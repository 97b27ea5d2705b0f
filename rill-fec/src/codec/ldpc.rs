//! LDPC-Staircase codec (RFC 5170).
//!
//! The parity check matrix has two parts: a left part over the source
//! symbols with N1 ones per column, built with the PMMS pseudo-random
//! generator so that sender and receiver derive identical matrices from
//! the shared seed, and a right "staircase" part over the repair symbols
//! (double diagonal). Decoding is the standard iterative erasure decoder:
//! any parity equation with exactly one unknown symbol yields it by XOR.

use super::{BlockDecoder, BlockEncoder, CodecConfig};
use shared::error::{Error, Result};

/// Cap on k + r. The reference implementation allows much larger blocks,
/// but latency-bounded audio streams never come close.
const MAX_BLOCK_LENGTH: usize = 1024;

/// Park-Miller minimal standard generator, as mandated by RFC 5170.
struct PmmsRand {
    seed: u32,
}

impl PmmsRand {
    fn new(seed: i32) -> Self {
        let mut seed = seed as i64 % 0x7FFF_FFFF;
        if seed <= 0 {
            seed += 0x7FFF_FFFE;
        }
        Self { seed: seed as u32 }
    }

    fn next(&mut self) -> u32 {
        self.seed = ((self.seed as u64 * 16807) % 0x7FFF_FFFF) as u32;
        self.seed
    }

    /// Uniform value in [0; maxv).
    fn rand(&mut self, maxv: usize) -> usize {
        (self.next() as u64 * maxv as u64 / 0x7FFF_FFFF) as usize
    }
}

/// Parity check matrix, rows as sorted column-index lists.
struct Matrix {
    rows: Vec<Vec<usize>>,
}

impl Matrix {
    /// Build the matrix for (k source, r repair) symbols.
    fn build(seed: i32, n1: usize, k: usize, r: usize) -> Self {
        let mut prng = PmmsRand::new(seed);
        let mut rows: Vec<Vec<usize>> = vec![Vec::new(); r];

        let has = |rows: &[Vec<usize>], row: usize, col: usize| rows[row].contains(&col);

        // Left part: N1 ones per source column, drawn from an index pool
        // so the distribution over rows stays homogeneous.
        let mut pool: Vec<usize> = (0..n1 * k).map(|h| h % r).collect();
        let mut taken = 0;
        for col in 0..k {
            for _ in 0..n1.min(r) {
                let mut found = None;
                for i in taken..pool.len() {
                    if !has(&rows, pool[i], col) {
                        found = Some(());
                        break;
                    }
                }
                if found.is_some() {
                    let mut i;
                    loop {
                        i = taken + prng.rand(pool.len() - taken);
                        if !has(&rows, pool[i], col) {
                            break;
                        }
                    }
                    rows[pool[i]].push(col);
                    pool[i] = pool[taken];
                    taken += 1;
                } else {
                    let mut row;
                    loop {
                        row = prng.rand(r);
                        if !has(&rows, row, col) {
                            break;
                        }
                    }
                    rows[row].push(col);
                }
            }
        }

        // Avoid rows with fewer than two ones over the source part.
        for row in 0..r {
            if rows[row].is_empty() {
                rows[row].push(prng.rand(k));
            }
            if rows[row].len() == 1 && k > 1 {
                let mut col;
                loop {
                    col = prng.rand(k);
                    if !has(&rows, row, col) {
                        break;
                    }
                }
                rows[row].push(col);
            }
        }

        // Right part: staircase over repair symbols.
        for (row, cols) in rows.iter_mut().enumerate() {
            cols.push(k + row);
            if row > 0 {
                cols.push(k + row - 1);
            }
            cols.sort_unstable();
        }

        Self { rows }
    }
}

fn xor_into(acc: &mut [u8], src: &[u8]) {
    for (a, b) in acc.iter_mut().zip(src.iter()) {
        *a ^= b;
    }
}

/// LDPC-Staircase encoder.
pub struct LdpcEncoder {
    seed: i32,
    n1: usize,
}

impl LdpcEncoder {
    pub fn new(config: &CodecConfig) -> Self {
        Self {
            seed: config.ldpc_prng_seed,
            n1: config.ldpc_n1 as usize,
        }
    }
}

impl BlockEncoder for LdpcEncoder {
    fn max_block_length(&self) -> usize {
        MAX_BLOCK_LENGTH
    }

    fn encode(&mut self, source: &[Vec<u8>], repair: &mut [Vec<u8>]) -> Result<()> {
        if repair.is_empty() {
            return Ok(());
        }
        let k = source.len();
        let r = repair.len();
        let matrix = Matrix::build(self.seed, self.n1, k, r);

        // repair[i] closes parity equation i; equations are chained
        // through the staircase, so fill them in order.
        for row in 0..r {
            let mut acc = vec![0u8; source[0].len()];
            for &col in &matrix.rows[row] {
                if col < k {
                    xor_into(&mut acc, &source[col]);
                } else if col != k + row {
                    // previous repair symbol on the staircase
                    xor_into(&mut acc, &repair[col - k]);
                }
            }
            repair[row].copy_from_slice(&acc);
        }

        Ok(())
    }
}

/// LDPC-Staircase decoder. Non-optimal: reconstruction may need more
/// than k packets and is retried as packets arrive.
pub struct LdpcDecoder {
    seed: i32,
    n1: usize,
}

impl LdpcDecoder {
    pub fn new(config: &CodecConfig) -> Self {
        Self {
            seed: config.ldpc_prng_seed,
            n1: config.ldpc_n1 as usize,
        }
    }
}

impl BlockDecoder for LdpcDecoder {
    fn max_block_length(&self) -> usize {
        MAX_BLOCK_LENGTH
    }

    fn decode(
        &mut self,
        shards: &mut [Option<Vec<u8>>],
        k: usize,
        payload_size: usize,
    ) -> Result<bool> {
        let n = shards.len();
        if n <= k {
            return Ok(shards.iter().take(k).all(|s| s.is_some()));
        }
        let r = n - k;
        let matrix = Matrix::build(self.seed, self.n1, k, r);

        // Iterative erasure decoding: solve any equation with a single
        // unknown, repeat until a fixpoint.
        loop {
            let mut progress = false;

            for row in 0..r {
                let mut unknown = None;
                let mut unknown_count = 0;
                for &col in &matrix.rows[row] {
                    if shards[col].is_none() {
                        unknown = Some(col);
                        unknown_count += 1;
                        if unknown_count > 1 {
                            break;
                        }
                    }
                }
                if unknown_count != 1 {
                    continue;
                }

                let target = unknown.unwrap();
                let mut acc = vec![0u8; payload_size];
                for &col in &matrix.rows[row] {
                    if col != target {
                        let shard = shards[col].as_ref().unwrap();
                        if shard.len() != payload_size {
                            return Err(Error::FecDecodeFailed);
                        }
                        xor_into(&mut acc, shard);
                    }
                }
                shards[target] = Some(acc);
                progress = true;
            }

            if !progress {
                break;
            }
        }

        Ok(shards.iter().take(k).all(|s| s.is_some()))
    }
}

_ _ _

__REQUIRED ACTION__
The data are to be transcribed in full, exactly as given.

__ANSWER TO THIS EXERCISE__
repository 97b27ea5d2705b0f
filename rill-fec/src/codec/ldpc.rs
//! LDPC-Staircase codec (RFC 5170).
//!
//! The parity check matrix has two parts: a left part over the source
//! symbols with N1 ones per column, built with the PMMS pseudo-random
//! generator so that sender and receiver derive identical matrices from
//! the shared seed, and a right "staircase" part over the repair symbols
//! (double diagonal). Decoding is the standard iterative erasure decoder:
//! any parity equation with exactly one unknown symbol yields it by XOR.

use super::{BlockDecoder, BlockEncoder, CodecConfig};
use shared::error::{Error, Result};

/// Cap on k + r. The reference implementation allows much larger blocks,
/// but latency-bounded audio streams never come close.
const MAX_BLOCK_LENGTH: usize = 1024;

/// Park-Miller minimal standard generator, as mandated by RFC 5170.
struct PmmsRand {
    seed: u32,
}

impl PmmsRand {
    fn new(seed: i32) -> Self {
        let mut seed = seed as i64 % 0x7FFF_FFFF;
        if seed <= 0 {
            seed += 0x7FFF_FFFE;
        }
        Self { seed: seed as u32 }
    }

    fn next(&mut self) -> u32 {
        self.seed = ((self.seed as u64 * 16807) % 0x7FFF_FFFF) as u32;
        self.seed
    }

    /// Uniform value in [0; maxv).
    fn rand(&mut self, maxv: usize) -> usize {
        (self.next() as u64 * maxv as u64 / 0x7FFF_FFFF) as usize
    }
}

/// Parity check matrix, rows as sorted column-index lists.
struct Matrix {
    rows: Vec<Vec<usize>>,
}

impl Matrix {
    /// Build the matrix for (k source, r repair) symbols.
    fn build(seed: i32, n1: usize, k: usize, r: usize) -> Self {
        let mut prng = PmmsRand::new(seed);
        let mut rows: Vec<Vec<usize>> = vec![Vec::new(); r];

        let has = |rows: &[Vec<usize>], row: usize, col: usize| rows[row].contains(&col);

        // Left part: N1 ones per source column, drawn from an index pool
        // so the distribution over rows stays homogeneous.
        let mut pool: Vec<usize> = (0..n1 * k).map(|h| h % r).collect();
        let mut taken = 0;
        for col in 0..k {
            for _ in 0..n1.min(r) {
                let mut found = None;
                for i in taken..pool.len() {
                    if !has(&rows, pool[i], col) {
                        found = Some(());
                        break;
                    }
                }
                if found.is_some() {
                    let mut i;
                    loop {
                        i = taken + prng.rand(pool.len() - taken);
                        if !has(&rows, pool[i], col) {
                            break;
                        }
                    }
                    rows[pool[i]].push(col);
                    pool[i] = pool[taken];
                    taken += 1;
                } else {
                    let mut row;
                    loop {
                        row = prng.rand(r);
                        if !has(&rows, row, col) {
                            break;
                        }
                    }
                    rows[row].push(col);
                }
            }
        }

        // Avoid rows with fewer than two ones over the source part.
        for row in 0..r {
            if rows[row].is_empty() {
                rows[row].push(prng.rand(k));
            }
            if rows[row].len() == 1 && k > 1 {
                let mut col;
                loop {
                    col = prng.rand(k);
                    if !has(&rows, row, col) {
                        break;
                    }
                }
                rows[row].push(col);
            }
        }

        // Right part: staircase over repair symbols.
        for (row, cols) in rows.iter_mut().enumerate() {
            cols.push(k + row);
            if row > 0 {
                cols.push(k + row - 1);
            }
            cols.sort_unstable();
        }

        Self { rows }
    }
}

fn xor_into(acc: &mut [u8], src: &[u8]) {
    for (a, b) in acc.iter_mut().zip(src.iter()) {
        *a ^= b;
    }
}

/// LDPC-Staircase encoder.
pub struct LdpcEncoder {
    seed: i32,
    n1: usize,
}

impl LdpcEncoder {
    pub fn new(config: &CodecConfig) -> Self {
        Self {
            seed: config.ldpc_prng_seed,
            n1: config.ldpc_n1 as usize,
        }
    }
}

impl BlockEncoder for LdpcEncoder {
    fn max_block_length(&self) -> usize {
        MAX_BLOCK_LENGTH
    }

    fn encode(&mut self, source: &[Vec<u8>], repair: &mut [Vec<u8>]) -> Result<()> {
        if repair.is_empty() {
            return Ok(());
        }
        let k = source.len();
        let r = repair.len();
        let matrix = Matrix::build(self.seed, self.n1, k, r);

        // repair[i] closes parity equation i; equations are chained
        // through the staircase, so fill them in order.
        for row in 0..r {
            let mut acc = vec![0u8; source[0].len()];
            for &col in &matrix.rows[row] {
                if col < k {
                    xor_into(&mut acc, &source[col]);
                } else if col != k + row {
                    // previous repair symbol on the staircase
                    xor_into(&mut acc, &repair[col - k]);
                }
            }
            repair[row].copy_from_slice(&acc);
        }

        Ok(())
    }
}

/// LDPC-Staircase decoder. Non-optimal: reconstruction may need more
/// than k packets and is retried as packets arrive.
pub struct LdpcDecoder {
    seed: i32,
    n1: usize,
}

impl LdpcDecoder {
    pub fn new(config: &CodecConfig) -> Self {
        Self {
            seed: config.ldpc_prng_seed,
            n1: config.ldpc_n1 as usize,
        }
    }
}

impl BlockDecoder for LdpcDecoder {
    fn max_block_length(&self) -> usize {
        MAX_BLOCK_LENGTH
    }

    fn decode(
        &mut self,
        shards: &mut [Option<Vec<u8>>],
        k: usize,
        payload_size: usize,
    ) -> Result<bool> {
        let n = shards.len();
        if n <= k {
            return Ok(shards.iter().take(k).all(|s| s.is_some()));
        }
        let r = n - k;
        let matrix = Matrix::build(self.seed, self.n1, k, r);

        // Iterative erasure decoding: solve any equation with a single
        // unknown, repeat until a fixpoint.
        loop {
            let mut progress = false;

            for row in 0..r {
                let mut unknown = None;
                let mut unknown_count = 0;
                for &col in &matrix.rows[row] {
                    if shards[col].is_none() {
                        unknown = Some(col);
                        unknown_count += 1;
                        if unknown_count > 1 {
                            break;
                        }
                    }
                }
                if unknown_count != 1 {
                    continue;
                }

                let target = unknown.unwrap();
                let mut acc = vec![0u8; payload_size];
                for &col in &matrix.rows[row] {
                    if col != target {
                        let shard = shards[col].as_ref().unwrap();
                        if shard.len() != payload_size {
                            return Err(Error::FecDecodeFailed);
                        }
                        xor_into(&mut acc, shard);
                    }
                }
                shards[target] = Some(acc);
                progress = true;
            }

            if !progress {
                break;
            }
        }

        Ok(shards.iter().take(k).all(|s| s.is_some()))
    }
}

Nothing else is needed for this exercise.